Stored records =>
* * *
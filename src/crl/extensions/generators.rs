use der::Encode;
use der::asn1::{GeneralizedTime, Ia5String, ObjectIdentifier, OctetString};
use std::fmt;
use std::time::Duration as StdDuration;
use x509_cert::ext::Extension;
use x509_cert::ext::pkix::AuthorityKeyIdentifier;
use x509_cert::ext::pkix::crl::dp::{DistributionPoint, IssuingDistributionPoint, ReasonFlags};
use x509_cert::ext::pkix::name::{DistributionPointName, GeneralName};

use crate::crl::errors::{CrlError, CrlResult};
use crate::crl::types::RevokedEntry;

pub const AUTHORITY_KEY_IDENTIFIER: ObjectIdentifier = ObjectIdentifier::new_unwrap("2.5.29.35");
pub const CRL_NUMBER: ObjectIdentifier = ObjectIdentifier::new_unwrap("2.5.29.20");
pub const DELTA_CRL_INDICATOR: ObjectIdentifier = ObjectIdentifier::new_unwrap("2.5.29.27");
pub const ISSUING_DISTRIBUTION_POINT: ObjectIdentifier = ObjectIdentifier::new_unwrap("2.5.29.28");
pub const FRESHEST_CRL: ObjectIdentifier = ObjectIdentifier::new_unwrap("2.5.29.46");
pub const CRL_REASON: ObjectIdentifier = ObjectIdentifier::new_unwrap("2.5.29.21");
pub const INVALIDITY_DATE: ObjectIdentifier = ObjectIdentifier::new_unwrap("2.5.29.24");

/// What an extension is being generated for
#[derive(Debug, Clone, Copy)]
pub enum ExtensionContext<'a> {
    Crl {
        crl_number: u64,
        /// Number of the full CRL a delta CRL is based on.
        base_crl_number: Option<u64>,
    },
    Entry(&'a RevokedEntry),
}

/// Builds the encoded value of one extension. Returning `None` omits it.
pub trait ExtensionGenerator: Send + Sync + fmt::Debug {
    fn generate(&self, ctx: &ExtensionContext<'_>, critical: bool) -> CrlResult<Option<Extension>>;
}

pub(crate) fn extension(
    extn_id: ObjectIdentifier,
    critical: bool,
    value: Vec<u8>,
) -> CrlResult<Extension> {
    Ok(Extension {
        extn_id,
        critical,
        extn_value: OctetString::new(value)?,
    })
}

fn uri_name(uri: &str) -> CrlResult<GeneralName> {
    let uri = Ia5String::new(uri)
        .map_err(|e| CrlError::Config(format!("invalid distribution point URI '{uri}': {e}")))?;
    Ok(GeneralName::UniformResourceIdentifier(uri))
}

#[derive(Debug)]
pub struct AuthorityKeyIdentifierGenerator {
    value: Option<Vec<u8>>,
}

impl AuthorityKeyIdentifierGenerator {
    pub fn new(key_id: Option<&[u8]>) -> CrlResult<Self> {
        let value = match key_id {
            Some(id) => Some(
                AuthorityKeyIdentifier {
                    key_identifier: Some(OctetString::new(id)?),
                    authority_cert_issuer: None,
                    authority_cert_serial_number: None,
                }
                .to_der()?,
            ),
            None => None,
        };
        Ok(Self { value })
    }
}

impl ExtensionGenerator for AuthorityKeyIdentifierGenerator {
    fn generate(&self, ctx: &ExtensionContext<'_>, critical: bool) -> CrlResult<Option<Extension>> {
        match (ctx, &self.value) {
            (ExtensionContext::Crl { .. }, Some(value)) => Ok(Some(extension(
                AUTHORITY_KEY_IDENTIFIER,
                critical,
                value.clone(),
            )?)),
            _ => Ok(None),
        }
    }
}

#[derive(Debug)]
pub struct CrlNumberGenerator;

impl ExtensionGenerator for CrlNumberGenerator {
    fn generate(&self, ctx: &ExtensionContext<'_>, critical: bool) -> CrlResult<Option<Extension>> {
        match ctx {
            ExtensionContext::Crl { crl_number, .. } => Ok(Some(extension(
                CRL_NUMBER,
                critical,
                crl_number.to_der()?,
            )?)),
            ExtensionContext::Entry(_) => Ok(None),
        }
    }
}

#[derive(Debug)]
pub struct DeltaCrlIndicatorGenerator;

impl ExtensionGenerator for DeltaCrlIndicatorGenerator {
    fn generate(&self, ctx: &ExtensionContext<'_>, critical: bool) -> CrlResult<Option<Extension>> {
        match ctx {
            ExtensionContext::Crl {
                base_crl_number: Some(base),
                ..
            } => Ok(Some(extension(DELTA_CRL_INDICATOR, critical, base.to_der()?)?)),
            _ => Ok(None),
        }
    }
}

/// Settings of the IssuingDistributionPoint extension
#[derive(Debug, Clone, Default, PartialEq, Eq)]
pub struct DistributionPointSettings {
    pub point_name: Option<String>,
    pub only_contains_user_certs: bool,
    pub only_contains_ca_certs: bool,
    pub only_some_reasons: Option<ReasonFlags>,
    pub indirect_crl: bool,
}

#[derive(Debug)]
pub struct IssuingDistributionPointGenerator {
    value: Vec<u8>,
}

impl IssuingDistributionPointGenerator {
    pub fn new(settings: &DistributionPointSettings) -> CrlResult<Self> {
        let distribution_point = settings
            .point_name
            .as_deref()
            .map(|uri| Ok::<_, CrlError>(DistributionPointName::FullName(vec![uri_name(uri)?])))
            .transpose()?;
        let idp = IssuingDistributionPoint {
            distribution_point,
            only_contains_user_certs: settings.only_contains_user_certs,
            only_contains_ca_certs: settings.only_contains_ca_certs,
            only_some_reasons: settings.only_some_reasons.filter(|flags| !flags.is_empty()),
            indirect_crl: settings.indirect_crl,
            only_contains_attribute_certs: false,
        };
        Ok(Self {
            value: idp.to_der()?,
        })
    }
}

impl ExtensionGenerator for IssuingDistributionPointGenerator {
    fn generate(&self, ctx: &ExtensionContext<'_>, critical: bool) -> CrlResult<Option<Extension>> {
        match ctx {
            ExtensionContext::Crl { .. } => Ok(Some(extension(
                ISSUING_DISTRIBUTION_POINT,
                critical,
                self.value.clone(),
            )?)),
            ExtensionContext::Entry(_) => Ok(None),
        }
    }
}

#[derive(Debug)]
pub struct FreshestCrlGenerator {
    value: Option<Vec<u8>>,
}

impl FreshestCrlGenerator {
    pub fn new(point_name: Option<&str>) -> CrlResult<Self> {
        let value = match point_name {
            Some(uri) => {
                let points = vec![DistributionPoint {
                    distribution_point: Some(DistributionPointName::FullName(vec![uri_name(uri)?])),
                    reasons: None,
                    crl_issuer: None,
                }];
                Some(points.to_der()?)
            }
            None => None,
        };
        Ok(Self { value })
    }
}

impl ExtensionGenerator for FreshestCrlGenerator {
    fn generate(&self, ctx: &ExtensionContext<'_>, critical: bool) -> CrlResult<Option<Extension>> {
        match (ctx, &self.value) {
            (ExtensionContext::Crl { .. }, Some(value)) => {
                Ok(Some(extension(FRESHEST_CRL, critical, value.clone())?))
            }
            _ => Ok(None),
        }
    }
}

#[derive(Debug)]
pub struct CrlReasonGenerator;

impl ExtensionGenerator for CrlReasonGenerator {
    fn generate(&self, ctx: &ExtensionContext<'_>, critical: bool) -> CrlResult<Option<Extension>> {
        match ctx {
            ExtensionContext::Entry(RevokedEntry {
                reason: Some(reason),
                ..
            }) => {
                // ENUMERATED, one content octet
                let value = vec![0x0a, 0x01, reason.code()];
                Ok(Some(extension(CRL_REASON, critical, value)?))
            }
            _ => Ok(None),
        }
    }
}

#[derive(Debug)]
pub struct InvalidityDateGenerator;

impl ExtensionGenerator for InvalidityDateGenerator {
    fn generate(&self, ctx: &ExtensionContext<'_>, critical: bool) -> CrlResult<Option<Extension>> {
        let ExtensionContext::Entry(RevokedEntry {
            invalidity_date: Some(date),
            ..
        }) = ctx
        else {
            return Ok(None);
        };
        let secs = u64::try_from(date.timestamp())
            .map_err(|_| CrlError::Encoding(format!("invalidity date {date} predates 1970")))?;
        let time = GeneralizedTime::from_unix_duration(StdDuration::from_secs(secs))?;
        Ok(Some(extension(INVALIDITY_DATE, critical, time.to_der()?)?))
    }
}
* * *
Your instructions => Your answer must be the line holding "Ok(Some(extension(FRESHEST_CRL, critical, value.clone())?))" and every later line of the entries above, written out exactly, and nothing else.

Written answer =>
                Ok(Some(extension(FRESHEST_CRL, critical, value.clone())?))
            }
            _ => Ok(None),
        }
    }
}

#[derive(Debug)]
pub struct CrlReasonGenerator;

impl ExtensionGenerator for CrlReasonGenerator {
    fn generate(&self, ctx: &ExtensionContext<'_>, critical: bool) -> CrlResult<Option<Extension>> {
        match ctx {
            ExtensionContext::Entry(RevokedEntry {
                reason: Some(reason),
                ..
            }) => {
                // ENUMERATED, one content octet
                let value = vec![0x0a, 0x01, reason.code()];
                Ok(Some(extension(CRL_REASON, critical, value)?))
            }
            _ => Ok(None),
        }
    }
}

#[derive(Debug)]
pub struct InvalidityDateGenerator;

impl ExtensionGenerator for InvalidityDateGenerator {
    fn generate(&self, ctx: &ExtensionContext<'_>, critical: bool) -> CrlResult<Option<Extension>> {
        let ExtensionContext::Entry(RevokedEntry {
            invalidity_date: Some(date),
            ..
        }) = ctx
        else {
            return Ok(None);
        };
        let secs = u64::try_from(date.timestamp())
            .map_err(|_| CrlError::Encoding(format!("invalidity date {date} predates 1970")))?;
        let time = GeneralizedTime::from_unix_duration(StdDuration::from_secs(secs))?;
        Ok(Some(extension(INVALIDITY_DATE, critical, time.to_der()?)?))
    }
}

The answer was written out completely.